The meds alone are in the USD $25,000 range per year; this only covers the interferon/ribavirin. If rescue drugs like Procrit, Neupogen or others are required, they can become *really* pricey. Office visits to the doctor, procedures such as liver biopsy, U/S scans etc additionally drive the cost up; we had a CPA track her hard costs and $65,000/year was paid out by either her or her insurance company. Others with more complex situations have reported costs in excess of $200,000/year.
Because the new Protease Inhibitor drugs will be used in conjunction with the current interferon and ribavirin, don’t look for them to be less expensive; far from it. The thing is, they might prove more efficacious, only requiring one treatment rather than multiple therapies that some genotype patients now require.
And the bottom line is that all these treatments remain cheaper than transplant surgery; this is probably the motivating factor for insurance payout to begin with.
Bill
I like your nickname, by the way :o)
I have insurance, but of course I still have to pay about 30%. upwards of 90,000 are you serious? Yeah, then It looks like I will have to wait for the new treatment. I hope that'll be cheaper, but somehow I doubt it. Wow, I'm still in shock, i thought it was ging to be like 2,000 or even 5,000..

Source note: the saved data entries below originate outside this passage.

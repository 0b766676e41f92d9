pub mod auth;
pub mod cache;
pub mod error;
pub mod feed;
pub mod models;
pub mod openapi;
pub mod policy;
pub mod rate_limit;
pub mod repo;
pub mod routes;
pub mod security;
pub mod storage;

// Re-export commonly used items for tests / external users
pub use routes::{config, AppState};
pub use security::SecurityHeaders;
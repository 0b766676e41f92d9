use std::collections::VecDeque;
use std::sync::Arc;
use std::time::{Duration, Instant};

use dashmap::DashMap;

use crate::models::Id;

/// Sliding window in-memory rate limiter (pod local).
#[derive(Clone)]
pub struct InMemoryRateLimiter {
    store: Arc<DashMap<String, VecDeque<Instant>>>,
    pub enabled: bool,
}

impl InMemoryRateLimiter {
    pub fn new(enabled: bool) -> Self {
        Self { store: Arc::new(DashMap::new()), enabled }
    }

    /// Returns true if allowed, false if limited.
    pub fn check(&self, key: &str, limit: usize, window: Duration) -> bool {
        if !self.enabled { return true; }
        let now = Instant::now();
        let mut entry = self.store.entry(key.to_string()).or_default();
        while let Some(front) = entry.front() {
            if now.duration_since(*front) >= window { entry.pop_front(); } else { break; }
        }
        if entry.len() < limit {
            entry.push_back(now);
            true
        } else {
            false
        }
    }
}

/// Per-action limits derived from env, keyed by the acting user.
#[derive(Clone, Debug)]
pub struct RateLimitConfig {
    pub post_limit: usize,
    pub post_window: Duration,
    pub comment_limit: usize,
    pub comment_window: Duration,
    pub follow_limit: usize,
    pub follow_window: Duration,
}

impl RateLimitConfig {
    pub fn from_env() -> Self {
        fn usize_env(name: &str, default: usize) -> usize { std::env::var(name).ok().and_then(|v| v.parse().ok()).unwrap_or(default) }
        fn dur_env(name: &str, default: u64) -> Duration { Duration::from_secs(std::env::var(name).ok().and_then(|v| v.parse().ok()).unwrap_or(default)) }
        Self {
            post_limit: usize_env("RL_POST_LIMIT", 10),
            post_window: dur_env("RL_POST_WINDOW", 300),
            comment_limit: usize_env("RL_COMMENT_LIMIT", 20),
            comment_window: dur_env("RL_COMMENT_WINDOW", 60),
            follow_limit: usize_env("RL_FOLLOW_LIMIT", 30),
            follow_window: dur_env("RL_FOLLOW_WINDOW", 60),
        }
    }
}

/// High level guard used by handlers.
#[derive(Clone)]
pub struct RateLimiterFacade {
    pub limiter: InMemoryRateLimiter,
    pub cfg: RateLimitConfig,
}

impl RateLimiterFacade {
    pub fn new(limiter: InMemoryRateLimiter, cfg: RateLimitConfig) -> Self { Self { limiter, cfg } }
    pub fn allow_post(&self, uid: Id) -> bool { self.limiter.check(&format!("post:{uid}"), self.cfg.post_limit, self.cfg.post_window) }
    pub fn allow_comment(&self, uid: Id) -> bool { self.limiter.check(&format!("comment:{uid}"), self.cfg.comment_limit, self.cfg.comment_window) }
    pub fn allow_follow(&self, uid: Id) -> bool { self.limiter.check(&format!("follow:{uid}"), self.cfg.follow_limit, self.cfg.follow_window) }
}
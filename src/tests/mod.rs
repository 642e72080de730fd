/*! End-to-end scenarios and cross-strategy agreement tests. */

use itertools::Itertools;
use pretty_assertions::assert_eq;

use crate::compiler::{build_nfa, determinize};
use crate::parser::Parser;
use crate::scanner::matcher;
use crate::{match_all, Buffer, Error, MatchSet, Scanner, Span};

fn init_logging() {
    let _ = env_logger::builder().is_test(true).try_init();
}

fn buffer(text: &str) -> Buffer {
    Buffer::new(text, vec![])
}

fn spans(pairs: &[Span]) -> MatchSet {
    pairs.iter().copied().collect()
}

const PATTERNS: &[&str] = &[
    "Vim",
    "a(bc)?",
    "(ab)?(d)+",
    "(a)*",
    "((a)*)*",
    "Ho(-ho)*",
    r"\?",
    "(a(b)?)+",
    "(d)+",
];

const TEXTS: &[&str] = &[
    "",
    "Vim",
    "abc abca",
    "d ddd abd",
    "aaa",
    "Ho-ho-ho",
    "a?b",
    "ababb",
    "VimVim",
];

/// The brute-force substring test is the semantic ground truth; both
/// suffix-scan variants must agree with it on every pattern/text pair.
#[test]
fn all_strategies_agree() {
    init_logging();
    for (pattern, text) in PATTERNS.iter().cartesian_product(TEXTS) {
        let expression = Parser::new(pattern).parse().unwrap();
        let nfa = build_nfa(&expression);
        let dfa = determinize(&nfa).unwrap();
        let text_chars: Vec<char> = text.chars().collect();

        let ground_truth = matcher::scan_brute_force(&nfa, &text_chars);
        assert_eq!(
            ground_truth,
            matcher::scan(&nfa, &text_chars),
            "NFA suffix scan disagrees for /{pattern}/ on {text:?}"
        );
        assert_eq!(
            ground_truth,
            matcher::scan(&dfa, &text_chars),
            "DFA suffix scan disagrees for /{pattern}/ on {text:?}"
        );
    }
}

#[test]
fn parallel_scan_agrees_with_sequential() {
    init_logging();
    for (pattern, text) in PATTERNS.iter().cartesian_product(TEXTS) {
        let sequential = Scanner::compile(pattern).unwrap().scan(&buffer(text));
        for threshold in [1, 3, 1000] {
            let parallel = Scanner::compile(pattern)
                .unwrap()
                .split_threshold(threshold)
                .par_scan(&buffer(text));
            assert_eq!(
                sequential, parallel,
                "threshold {threshold}, /{pattern}/ on {text:?}"
            );
        }
    }
}

/// `(e)+` must accept exactly the language of `(e)(e)*`.
#[test]
fn at_least_is_one_then_any_number() {
    for (inner, text) in ["a", "ab", "-ho"].iter().cartesian_product(TEXTS) {
        let at_least = Scanner::compile(&format!("({inner})+")).unwrap();
        let desugared =
            Scanner::compile(&format!("({inner})({inner})*")).unwrap();
        assert_eq!(
            at_least.scan(&buffer(text)),
            desugared.scan(&buffer(text)),
            "({inner})+ on {text:?}"
        );
    }
}

#[test]
fn exact_word() {
    assert_eq!(match_all(&buffer("Vim"), "Vim").unwrap(), spans(&[(0, 3)]));
}

#[test]
fn optional_group_matches_both_branches() {
    assert_eq!(
        match_all(&buffer("abc abca"), "a(bc)?").unwrap(),
        spans(&[(0, 1), (0, 3), (4, 5), (4, 7), (7, 8)])
    );
}

#[test]
fn optional_prefix_and_repeated_suffix() {
    assert_eq!(
        match_all(&buffer("d ddd abd"), "(ab)?(d)+").unwrap(),
        spans(&[
            (0, 1),
            (2, 3),
            (2, 4),
            (2, 5),
            (3, 4),
            (3, 5),
            (4, 5),
            (6, 9),
            (8, 9),
        ])
    );
}

#[test]
fn escaped_quantifier_matches_literally() {
    assert_eq!(match_all(&buffer("a?b"), r"\?").unwrap(), spans(&[(1, 2)]));
}

#[test]
fn caret_after_the_match_region_changes_nothing() {
    let editor = Buffer::new("Vimfoo", vec![3]);
    assert_eq!(match_all(&editor, "Vim").unwrap(), spans(&[(0, 3)]));
}

#[test]
fn invalid_patterns_fail_before_matching() {
    for pattern in ["(", "()", "a?", r"a\", "héllo"] {
        assert_eq!(
            match_all(&buffer("whatever"), pattern),
            Err(Error::InvalidPattern),
            "{pattern}"
        );
    }
}

#[test]
fn oversized_patterns_fail_at_compile_time() {
    let pattern = "(a)?".repeat(40);
    assert_eq!(Scanner::compile(&pattern).err(), Some(Error::PatternTooComplex));
}
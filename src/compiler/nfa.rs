use log::debug;
use rustc_hash::FxHashSet;

use super::{Automaton, StateId, Transition};
use crate::ast::{Expression, Quantifier};

/// State every NFA starts in.
pub(crate) const START: StateId = 1;

/// The single accepting state of every built NFA.
pub(crate) const ACCEPT: StateId = 2;

/// First state id available to the recursive construction.
const FIRST_FREE: StateId = 3;

/// Builds a non-deterministic automaton for `expression`.
///
/// The automaton starts in state 1, accepts in state 2, and allocates
/// further states from a counter threaded through the recursive
/// construction, so the numbering is deterministic and reproducible for a
/// given tree shape.
pub fn build_nfa(expression: &Expression) -> Automaton {
    let simplified = simplify(expression);

    let mut transitions = FxHashSet::default();
    make(&simplified, START, ACCEPT, FIRST_FREE, &mut transitions);

    debug!("built NFA with {} transitions", transitions.len());

    Automaton {
        start: START,
        accepting: FxHashSet::from_iter([ACCEPT]),
        transitions,
    }
}

/// Rewrites `(e)+` into `(e)(e)*`, recursively, so that no
/// [`Quantifier::AtLeast`] survives into the construction. The rewrite is
/// applied inside the duplicated sub-expression as well.
fn simplify(expression: &Expression) -> Expression {
    match expression {
        Expression::Exact(_) => expression.clone(),
        Expression::Group(inner, Quantifier::AtLeast) => {
            let inner = simplify(inner);
            Expression::sequence(
                Expression::group(inner.clone(), Quantifier::None),
                Expression::group(inner, Quantifier::Repeat),
            )
        }
        Expression::Group(inner, quantifier) => {
            Expression::group(simplify(inner), *quantifier)
        }
        Expression::Sequence(first, second) => {
            Expression::sequence(simplify(first), simplify(second))
        }
    }
}

/// Emits the transitions for `expression` between `start` and `end`.
///
/// `next` is the lowest state id the call may allocate; the returned value
/// is the lowest id still free afterwards. Fresh states are always taken
/// from the low end, which pins the numbering asserted by the fixtures in
/// the test module.
fn make(
    expression: &Expression,
    start: StateId,
    end: StateId,
    next: StateId,
    transitions: &mut FxHashSet<Transition>,
) -> StateId {
    match expression {
        Expression::Exact(value) => {
            transitions.insert(Transition::literal(start, end, value.clone()));
            next
        }
        // A bare group adds nothing over its content.
        Expression::Group(inner, Quantifier::None) => {
            make(inner, start, end, next, transitions)
        }
        Expression::Group(inner, quantifier) => {
            // `AtLeast` was rewritten away by `simplify`.
            debug_assert!(!matches!(quantifier, Quantifier::AtLeast));

            // The content lives between two fresh states; epsilon edges
            // enter it, skip it, and leave it.
            let next_free = make(inner, next, next + 1, next + 2, transitions);
            transitions.insert(Transition::epsilon(start, next));
            transitions.insert(Transition::epsilon(start, end));
            transitions.insert(Transition::epsilon(next + 1, end));
            if matches!(quantifier, Quantifier::Repeat) {
                // Loop back for further repetitions.
                transitions.insert(Transition::epsilon(next + 1, next));
            }
            next_free
        }
        Expression::Sequence(first, second) => {
            // Each half gets a fresh midpoint; one epsilon edge joins them.
            let next_free = make(first, start, next, next + 2, transitions);
            let next_free = make(second, next + 1, end, next_free, transitions);
            transitions.insert(Transition::epsilon(next, next + 1));
            next_free
        }
    }
}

The meds and blood testing are very expensive, upwards of $90,000. Do you have insurance? If you don't you can get financial assistance from the drug manufacturer. And some laboratories will provide discounted blood testing if you fall under a certain income group.
Can you please tell me just how much does treatment cost? I'm sure it depends on lenth of treatment but a rough estimate would help, I had no idea it was that high.
I would try and give them a call anyway. They were very generous with me - I wanted to extend treatment by six months due to a slow response rate and my insurance company said it was 'experimental (but they would cover a transplant later if I needed it)'. So I was denied the meds by them however Comittment to Care paid 100% of them for me (technically I was insured though).
Maybe they could offer some advice on the situation that we dont know of.
If your doctor wants you to start treatment it would probably be best to try as hard as you can
I'm sorry God Bless the USA healthcare system...it's just so messed up. I bet they'd pay all for a transplant though and look how much more that would cost!!!!
I'm sorry the news isn't good. But I wish you luck. Delaying treatment until 2011 is probably no problem at all. Good luck to you.
Thanks everyone for the information, even if wasn’t what I was hoping for.
I haven’t spoken with my Dr yet, I just got the notification last Monday from my insurance company. I’m thinking of asking my Dr to delay the start of my treatment until next January. I should then be able to complete the treatment in one calendar year.
Also under the new healthcare plan the donut hole is supposed to be reduced by 50% in 2011 may be that way I can reduce the cost to about two thirds.
The company believes that the Genentech program is more generous than the Roche program was and have therefore decided to use that program. It's good for people who were denied help due to making too much money but it's a bummer for those folks who need help with co-pays etc. If I hear anything else I am more than happy to share it with everyone.
Oooh, this is interesting, Susie; I wonder if something has changed recently. I know some patient assistance programs in the past have stated they’ll deny assistance to insured, but on appeal they often will. Traditionally, both Roche and Schering Plough have provided assistance to uninsured as well as underinsured. I’ll be curious to see how this turns out—
Bill
Unfortunately Genentech (Roche) will not be covering the meds for anyone with any insurance at all. Here is a copy of their new program:
The Genentech Access to Care Foundation eligibility criteria for free Pegasys are:
Insurance: The patient must be uninsured or rendered uninsured by payer denial. GATCF does not provide free medicine to patients who have insurance coverage, regardless of the co-pay amount.
Financial: The patient must have an annual household adjusted gross income (AGI) of less than $100,000.00 (line 37 on tax return). Special consideration of financial criteria can be made for patients who are recently unemployed.
Medical: The patient must meet medical criteria. To apply for free Pegasys beginning September 1, 2010, physicians’ offices must submit two forms: a Statement of Medical Necessity signed by the doctor and a Patient Authorization/Notice of Release of Information signed by the patient. These two forms will be available online
at www.PegasysAccessSolutions.com or by calling 1-888-941-3331 beginning September 1, 2010.
Give the fine folks here a call. I was on Medicare and they covered my treatment 100%; no copays, deductibles, etc.
Pegassist (Roche Pegasys system): 1-877-734-2797
Commitment to Care (Schering- Plough PEG-Intron system): 1-800-521-7157
Good luck—
Bill
Thats rough. Im not sure where, but some pharmacies have applications you can fill out for local charity coverage. There probably doing trials on new versions, see if roche will let you volunteer for new versions of the rna.